--- EXERCISE REQUIREMENTS ---
Within the entries below, every line containing "available" is to be copied.
::::::::
#[cfg(test)]
#[allow(clippy::unwrap_used)]
mod tests {
    use super::*;
    use crate::annotation::Category;
    use crate::tools::Modifiers;
    use image::Rgba;

    /// Dark background with bright discs, the shape of stained fibers.
    fn discs(w: u32, h: u32, centers: &[(i32, i32, i32)]) -> RgbaImage {
        RgbaImage::from_fn(w, h, |x, y| {
            let inside = centers.iter().any(|&(cx, cy, r)| {
                let dx = i64::from(x) - i64::from(cx);
                let dy = i64::from(y) - i64::from(cy);
                dx * dx + dy * dy <= i64::from(r * r)
            });
            if inside {
                Rgba([230, 230, 230, 255])
            } else {
                Rgba([20, 20, 20, 255])
            }
        })
    }

    fn config() -> EditorConfig {
        EditorConfig {
            blur: 0,
            min_size: 50.0,
            ..EditorConfig::default()
        }
    }

    fn editor() -> Editor {
        Editor::from_rgba(discs(120, 80, &[(30, 40, 15), (85, 40, 15)]), config()).unwrap()
    }

    fn click(e: &mut Editor, x: i32, y: i32, modifiers: Modifiers) -> Option<InfoReport> {
        e.pointer_event(PointerEvent::new(PointerKind::Press, x, y, modifiers));
        e.pointer_event(PointerEvent::new(PointerKind::Release, x, y, modifiers))
    }

    #[test]
    fn discs_become_candidates() {
        assert_eq!(editor().available().len(), 2);
    }

    #[test]
    fn empty_image_is_rejected() {
        assert!(matches!(
            Editor::from_rgba(RgbaImage::new(0, 4), config()),
            Err(CoreError::EmptyImage)
        ));
    }

    #[test]
    fn click_commits_and_undo_restores() {
        let mut e = editor();
        click(&mut e, 30, 40, Modifiers::NONE);
        assert_eq!(e.annotations().contours.get(Category::Axon).len(), 1);
        assert_eq!(e.pairing().orphans.axon.len(), 1);
        assert!(e.can_undo());

        assert!(e.undo());
        assert!(e.annotations().contours.is_empty());
        assert!(e.pairing().orphans.is_empty());
        assert!(e.can_redo());

        assert!(e.redo());
        assert_eq!(e.annotations().contours.len(), 1);
        assert!(!e.redo());
    }

    #[test]
    fn draw_stroke_splits_candidate() {
        let mut e = editor();
        e.set_tool(Tool::Draw);
        e.set_line_thickness(3);
        click(&mut e, 30, 10, Modifiers::SHIFT);
        e.pointer_event(PointerEvent::new(PointerKind::Move, 30, 70, Modifiers::SHIFT));
        click(&mut e, 30, 70, Modifiers::SHIFT);
        assert_eq!(e.annotations().strokes.len(), 1);
        assert_eq!(e.available().len(), 3);
        assert_eq!(e.config().draw_size, 3);
        assert!(e.undo());
        assert_eq!(e.available().len(), 2);
    }

    #[test]
    fn tool_switch_loads_remembered_sizes() {
        let mut e = editor();
        e.set_tool(Tool::Draw);
        assert_eq!(e.config().line_thickness, EditorConfig::DEFAULT_DRAW_SIZE);
        e.set_line_thickness(7);
        e.set_tool(Tool::Cut);
        assert_eq!(e.config().line_thickness, EditorConfig::DEFAULT_CUT_SIZE);
        e.set_tool(Tool::Draw);
        assert_eq!(e.config().line_thickness, 7);
    }

    #[test]
    fn count_tool_records_group() {
        let mut e = editor();
        e.set_tool(Tool::Count("Schwann".to_owned()));
        assert_eq!(e.config().counter_group, "Schwann");
        click(&mut e, 5, 5, Modifiers::NONE);
        assert_eq!(e.annotations().counters[0].group, "Schwann");
        assert_eq!(e.summary().counters.get("Schwann"), 1);
    }

    #[test]
    fn info_tool_reports() {
        let mut e = editor();
        click(&mut e, 30, 40, Modifiers::NONE);
        e.set_tool(Tool::Info);
        let report = e
            .pointer_event(PointerEvent::new(PointerKind::Press, 30, 40, Modifiers::NONE))
            .unwrap();
        assert_eq!(report.axons, 1);
        assert!(!report.is_complete());
        assert_eq!(e.last_info(), Some(&report));
    }

    #[test]
    fn out_of_bounds_moves_clear_highlights() {
        let mut e = editor();
        e.pointer_event(PointerEvent::new(PointerKind::Move, 30, 40, Modifiers::NONE));
        assert_eq!(e.highlights().len(), 1);
        e.pointer_event(PointerEvent::new(PointerKind::Move, -5, 40, Modifiers::NONE));
        assert!(e.highlights().is_empty());
    }

    #[test]
    fn invalid_alpha_is_refused() {
        let mut e = editor();
        assert!(e.set_alpha(1.5).is_err());
        assert!((e.config().alpha - EditorConfig::DEFAULT_ALPHA).abs() < f64::EPSILON);
        assert!(e.set_alpha(0.8).is_ok());
    }

    #[test]
    fn frame_matches_working_size() {
        let mut e = editor();
        let frame = e.frame().unwrap();
        assert_eq!(frame.dimensions(), (120, 80));
        e.set_layer(Layer::Threshold, true);
        let thresholded = e.frame().unwrap();
        assert_eq!(thresholded.dimensions(), (120, 80));
    }

    #[test]
    fn eraser_preview_does_not_touch_cache() {
        let mut e = editor();
        let plain = e.frame().unwrap();
        e.set_tool(Tool::Erase);
        e.pointer_event(PointerEvent::new(PointerKind::Move, 60, 40, Modifiers::NONE));
        let with_ring = e.frame().unwrap();
        assert_ne!(plain, with_ring);
        e.set_tool(Tool::Erase);
        assert_eq!(e.frame().unwrap(), plain);
    }

    #[test]
    fn session_round_trip_restores_state() {
        let mut e = editor();
        click(&mut e, 30, 40, Modifiers::NONE);
        e.set_tool(Tool::Count(crate::types::MYELINATED_GROUP.to_owned()));
        click(&mut e, 85, 40, Modifiers::NONE);
        e.set_threshold(100);
        let session = SessionFile::parse(&e.to_session().to_json().unwrap()).unwrap();

        let mut fresh = editor();
        fresh.apply_session(&session).unwrap();
        assert_eq!(fresh.annotations(), e.annotations());
        assert_eq!(fresh.config().threshold, 100);
        assert!(!fresh.can_undo());
    }

    #[test]
    fn bad_session_parameters_change_nothing() {
        let mut e = editor();
        click(&mut e, 30, 40, Modifiers::NONE);
        let before = e.annotations().clone();
        let session = SessionFile {
            alpha: Some(4.0),
            counters: Some(Vec::new()),
            ..SessionFile::default()
        };
        assert!(e.apply_session(&session).is_err());
        assert_eq!(e.annotations(), &before);
        assert!((e.config().alpha - EditorConfig::DEFAULT_ALPHA).abs() < f64::EPSILON);
    }
}
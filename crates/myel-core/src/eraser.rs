//! Circular eraser over strokes and counters.
//!
//! Counters under the eraser are removed. Straight strokes and
//! single-point strokes are removed whole when an endpoint is under the
//! eraser. Freehand strokes lose the vertices under the eraser and are
//! split into one stroke per surviving run of consecutive vertices, each
//! keeping the original thickness and colour.
//!
//! Contours are never touched by the eraser.

use crate::annotation::{Annotations, Counter, Stroke, StrokePath};
use crate::geometry::{point_in_circle, ranges_outside_circle, segment_touches_circle};
use crate::types::Point;

/// What one eraser application removed.
#[derive(Debug, Clone, Copy, PartialEq, Eq, Default)]
pub struct EraseOutcome {
    /// Counters removed.
    pub counters: usize,
    /// Strokes removed whole.
    pub strokes: usize,
    /// Stroke vertices removed from freehand strokes.
    pub vertices: usize,
}

impl EraseOutcome {
    /// Returns `true` if nothing was removed.
    #[must_use]
    pub const fn is_empty(&self) -> bool {
        self.counters == 0 && self.strokes == 0 && self.vertices == 0
    }

    /// Whether any stroke geometry changed, which invalidates the mask.
    #[must_use]
    pub const fn touched_strokes(&self) -> bool {
        self.strokes > 0 || self.vertices > 0
    }
}

/// Erase everything under the circle at `center`.
pub fn erase(annotations: &mut Annotations, center: Point, radius: f64) -> EraseOutcome {
    let mut outcome = EraseOutcome::default();

    let before = annotations.counters.len();
    annotations
        .counters
        .retain(|c: &Counter| !point_in_circle(c.position, center, radius));
    outcome.counters = before - annotations.counters.len();

    let strokes = std::mem::take(&mut annotations.strokes);
    for stroke in strokes {
        match &stroke.path {
            StrokePath::Straight(a, b) => {
                if segment_touches_circle(*a, *b, center, radius) {
                    outcome.strokes += 1;
                } else {
                    annotations.strokes.push(stroke);
                }
            }
            StrokePath::Freehand(points) if points.len() <= 1 => {
                if points.iter().any(|p| point_in_circle(*p, center, radius)) {
                    outcome.strokes += 1;
                } else {
                    annotations.strokes.push(stroke);
                }
            }
            StrokePath::Freehand(points) => {
                let runs = ranges_outside_circle(points, center, radius);
                let surviving: usize = runs.iter().map(std::ops::Range::len).sum();
                if surviving == points.len() {
                    annotations.strokes.push(stroke);
                    continue;
                }
                outcome.vertices += points.len() - surviving;
                if runs.is_empty() {
                    outcome.strokes += 1;
                }
                for run in runs {
                    annotations.strokes.push(Stroke {
                        thickness: stroke.thickness,
                        color: stroke.color,
                        path: StrokePath::Freehand(points[run].to_vec()),
                    });
                }
            }
        }
    }

    if !outcome.is_empty() {
        log::debug!(
            "erased at ({}, {}) r={radius}: {outcome:?}",
            center.x,
            center.y
        );
    }
    outcome
}

#[cfg(test)]
mod tests {
    use super::*;
    use crate::annotation::StrokeColor;

    fn freehand(points: &[(i32, i32)]) -> Stroke {
        Stroke {
            thickness: 3,
            color: StrokeColor::Draw,
            path: StrokePath::Freehand(points.iter().map(|&(x, y)| Point::new(x, y)).collect()),
        }
    }

    fn counter(x: i32, y: i32) -> Counter {
        Counter {
            position: Point::new(x, y),
            group: "Myelinated Axons".to_owned(),
        }
    }

    #[test]
    fn counters_inside_circle_are_removed() {
        let mut a = Annotations {
            counters: vec![counter(0, 0), counter(5, 0), counter(6, 0)],
            ..Annotations::default()
        };
        let out = erase(&mut a, Point::new(0, 0), 5.0);
        assert_eq!(out.counters, 2);
        assert_eq!(a.counters, vec![counter(6, 0)]);
    }

    #[test]
    fn middle_of_three_point_stroke_splits_in_two() {
        let original = freehand(&[(0, 0), (10, 0), (20, 0)]);
        let mut a = Annotations {
            strokes: vec![original.clone()],
            ..Annotations::default()
        };
        let out = erase(&mut a, Point::new(10, 0), 2.0);
        assert_eq!(out.vertices, 1);
        assert_eq!(a.strokes.len(), 2);
        let total: usize = a.strokes.iter().map(|s| s.path.points().len()).sum();
        assert_eq!(total, 3 - 1);
        for s in &a.strokes {
            assert_eq!(s.thickness, original.thickness);
            assert_eq!(s.color, original.color);
        }
        assert_eq!(a.strokes[0], freehand(&[(0, 0)]));
        assert_eq!(a.strokes[1], freehand(&[(20, 0)]));
    }

    #[test]
    fn erasing_twice_removes_nothing_the_second_time() {
        let mut a = Annotations {
            strokes: vec![
                freehand(&[(0, 0), (1, 0), (2, 0), (3, 0), (4, 0), (5, 0), (6, 0)]),
                Stroke {
                    thickness: 1,
                    color: StrokeColor::Cut,
                    path: StrokePath::Straight(Point::new(3, 1), Point::new(40, 40)),
                },
            ],
            counters: vec![counter(3, 2), counter(30, 30)],
            ..Annotations::default()
        };
        let first = erase(&mut a, Point::new(3, 0), 1.5);
        assert!(!first.is_empty());
        let snapshot = a.clone();
        let second = erase(&mut a, Point::new(3, 0), 1.5);
        assert!(second.is_empty());
        assert_eq!(a, snapshot);
    }

    #[test]
    fn straight_stroke_needs_endpoint_under_eraser() {
        let through = Stroke {
            thickness: 1,
            color: StrokeColor::Cut,
            path: StrokePath::Straight(Point::new(-50, 0), Point::new(50, 0)),
        };
        let mut a = Annotations {
            strokes: vec![through.clone()],
            ..Annotations::default()
        };
        assert!(erase(&mut a, Point::new(0, 0), 5.0).is_empty());
        assert_eq!(a.strokes, vec![through]);

        let out = erase(&mut a, Point::new(49, 0), 5.0);
        assert_eq!(out.strokes, 1);
        assert!(a.strokes.is_empty());
    }

    #[test]
    fn single_point_stroke_is_removed_whole() {
        let mut a = Annotations {
            strokes: vec![freehand(&[(4, 4)])],
            ..Annotations::default()
        };
        let out = erase(&mut a, Point::new(5, 5), 2.0);
        assert_eq!(out.strokes, 1);
        assert!(a.strokes.is_empty());
    }

    #[test]
    fn fully_covered_freehand_disappears() {
        let mut a = Annotations {
            strokes: vec![freehand(&[(0, 0), (1, 1), (2, 2)])],
            ..Annotations::default()
        };
        let out = erase(&mut a, Point::new(1, 1), 10.0);
        assert_eq!(out.strokes, 1);
        assert_eq!(out.vertices, 3);
        assert!(a.strokes.is_empty());
        assert!(out.touched_strokes());
    }

    #[test]
    fn contours_are_untouched() {
        use crate::annotation::Category;
        use crate::geometry::Contour;
        let mut a = Annotations::default();
        a.contours.push(
            Category::Axon,
            Contour::new(vec![Point::new(0, 0), Point::new(2, 0), Point::new(0, 2)]),
        );
        assert!(erase(&mut a, Point::new(0, 0), 50.0).is_empty());
        assert_eq!(a.contours.len(), 1);
    }
}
::::::::
--- SOLUTION FOR THIS PROBLEM ---
        assert_eq!(editor().available().len(), 2);
        assert_eq!(e.available().len(), 3);
        assert_eq!(e.available().len(), 2);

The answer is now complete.